Situações estas que seriam a loucura, a criminalidade, a doença e a morte, a sexualidade e a natureza.

Penso que tais asserções nos poderiam levar a crer que a segurança ontológica na modernidade de alguma forma se tornou mais frágil em relação a tempos anteriores, onde não havia esta necessidade de segregação da experiência, pelo menos em um grau tão elevado. Portanto, apesar de termos na base da segurança ontológica adulta um

processo de aquisição infantil de uma segurança ontológica que seria atemporal e a-histórica ele poderia estar se tornando um fator cada vez mais vergado pelo peso de fatores presentes que ameaçam a segurança ontológica.
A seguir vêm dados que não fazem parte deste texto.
//! Message repository port.
//!
//! Defines the contract for reading and writing chat messages. The relay only
//! ever touches storage through these four operations.
//!
//! # Design
//!
//! - **Chat-scoped**: every message belongs to exactly one chat
//! - **Ordered**: implementations assign a monotonically increasing sequence
//!   per chat and serialize writes so history never interleaves out of order
//! - **Narrow**: no deletes, no bulk rewrites

use async_trait::async_trait;
use thiserror::Error;

use crate::domain::chat::{Role, StoredMessage};
use crate::domain::foundation::{ChatId, MessageId};

/// Repository port for chat message persistence.
#[async_trait]
pub trait MessageRepository: Send + Sync {
    /// Finds the chat's system message, if one was stored.
    async fn find_system_message(
        &self,
        chat_id: &ChatId,
    ) -> Result<Option<StoredMessage>, RepositoryError>;

    /// Returns the `limit` most recent messages of the chat in chronological
    /// order (oldest first). System messages are skipped when
    /// `exclude_system` is set.
    async fn find_recent_messages(
        &self,
        chat_id: &ChatId,
        exclude_system: bool,
        limit: usize,
    ) -> Result<Vec<StoredMessage>, RepositoryError>;

    /// Appends a message, assigning its id and sequence.
    ///
    /// A chat holds at most one system message: creating one when it already
    /// exists overwrites the stored content and returns the existing row.
    async fn create_message(
        &self,
        chat_id: &ChatId,
        role: Role,
        content: &str,
    ) -> Result<StoredMessage, RepositoryError>;

    /// Replaces the content of an existing message.
    ///
    /// # Errors
    ///
    /// - `NotFound` if no message has this id
    async fn update_message(&self, id: &MessageId, content: &str) -> Result<(), RepositoryError>;
}

/// Repository error.
#[derive(Debug, Clone, Error)]
pub enum RepositoryError {
    #[error("Message not found: {0}")]
    NotFound(MessageId),

    #[error("Database error: {0}")]
    Database(String),

    #[error("Corrupt record: {0}")]
    Corrupt(String),
}
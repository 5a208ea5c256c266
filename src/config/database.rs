//! Database configuration

use serde::Deserialize;

use super::error::ValidationError;

/// Database configuration
///
/// Without a URL the relay keeps messages in memory.
#[derive(Debug, Clone, Deserialize)]
pub struct DatabaseConfig {
    /// PostgreSQL connection URL
    pub url: Option<String>,

    /// Maximum connections allowed
    #[serde(default = "default_max_connections")]
    pub max_connections: u32,
}

impl DatabaseConfig {
    /// The URL, if one is set and non-blank
    pub fn url(&self) -> Option<&str> {
        self.url.as_deref().filter(|u| !u.trim().is_empty())
    }

    /// Validate database configuration
    pub fn validate(&self) -> Result<(), ValidationError> {
        if let Some(url) = self.url() {
            if !url.starts_with("postgres://") && !url.starts_with("postgresql://") {
                return Err(ValidationError::InvalidDatabaseUrl);
            }
        }
        if self.max_connections == 0 || self.max_connections > 100 {
            return Err(ValidationError::InvalidPoolSize);
        }
        Ok(())
    }
}

impl Default for DatabaseConfig {
    fn default() -> Self {
        Self {
            url: None,
            max_connections: default_max_connections(),
        }
    }
}

fn default_max_connections() -> u32 {
    10
}

#[cfg(test)]
mod tests {
    use super::*;

    #[test]
    fn test_database_config_defaults() {
        let config = DatabaseConfig::default();
        assert_eq!(config.url(), None);
        assert_eq!(config.max_connections, 10);
        assert!(config.validate().is_ok());
    }

    #[test]
    fn test_validation_invalid_url() {
        let config = DatabaseConfig {
            url: Some("mysql://localhost/db".to_string()),
            ..Default::default()
        };
        assert_eq!(config.validate(), Err(ValidationError::InvalidDatabaseUrl));
    }

    #[test]
    fn test_validation_pool_too_large() {
        let config = DatabaseConfig {
            url: Some("postgresql://localhost/db".to_string()),
            max_connections: 150,
        };
        assert_eq!(config.validate(), Err(ValidationError::InvalidPoolSize));
    }

    #[test]
    fn test_blank_url_is_absent() {
        let config = DatabaseConfig {
            url: Some("  ".to_string()),
            ..Default::default()
        };
        assert_eq!(config.url(), None);
        assert!(config.validate().is_ok());
    }
}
E, a perda de segurança ontológica, deste modo, poderia estar cada vez mais na dependência de fatores reais e atuais do que na dependência das experiências infantis. Não que estas tenham perdido sua importância, mas tal importância poderia estar, comparativamente às circunstâncias externas, tornando-se menor. Desta forma, a identidade autoconsciente e reflexivamente construída parece ser uma identidade de certa forma frágil e sob ameaça.

Mas Winnicott (1975) parece prefigurar as considerações acima quando nos diz que:

O axioma é: a sociedade existe como estrutura ocasionada, mantida e constantemente reconstruída por indivíduos, não havendo, portanto, realização pessoal sem a sociedade, assim é impossível existir sociedade independentemente dos processos coletivos de crescimento dos indivíduos que a compõem. Temos de aprender a deixar de procurar pelo cidadão mundial: contentemo-nos em encontrar apenas raramente essas pessoas cuja unidade social se estende além da versão local da sociedade, além do nacionalismo ou além das fronteiras de uma seita religiosa. Com efeito, precisamos aceitar o fato de que as pessoas psiquiatricamente sadias dependem, para sua saúde e para sua realização pessoal, da lealdade a uma área delimitada da sociedade. (WINNICOTT, 1975, p. 190-191).

Este trecho tardio de Winnicott, publicado em livro editado no ano de sua morte e cuja preocupação principal era o universo cultural, talvez demonstre, pela própria ênfase explícita de Winnicott na cultura, uma percepção sua das mudanças que já se articulavam na modernidade. De certa forma, sua ênfase no sentimento de segurança básica e na identificação do indivíduo com um universo cultural e social mais imediato encontra-se, me parece, em contradição com as vias teóricas que se utilizam de Winnicott para analisar a questão da identidade na modernidade tardia, como, por exemplo, a que Giddens (2002) toma. Winnicott parece estar muito mais vinculado a tendências da

modernidade tradicional, detectando as ameaças que estão por vir à segurança e às identidades tradicionais. A questão da globalização e do desencaixe, conforme analisadas por Giddens (2002, 1991), que de certa forma dissolvem, ou detectam a dissolução, na alta modernidade da questão do espaço abrem um novo campo de mobilidade e fluidez da identidade que Winnicott talvez pudesse apenas antever, mas não vivenciar, como uma realidade fenomenológico-existencial dos seres humanos. Desta forma, Winnicott parece teorizar a realidade psíquica de uma etapa da modernidade que transitava para outra etapa, procurando traduzir em seus conceitos teóricos uma necessidade de produção de segurança em um mundo no qual cada vez mais torna-se presente a questão da insegurança, da incerteza e do risco.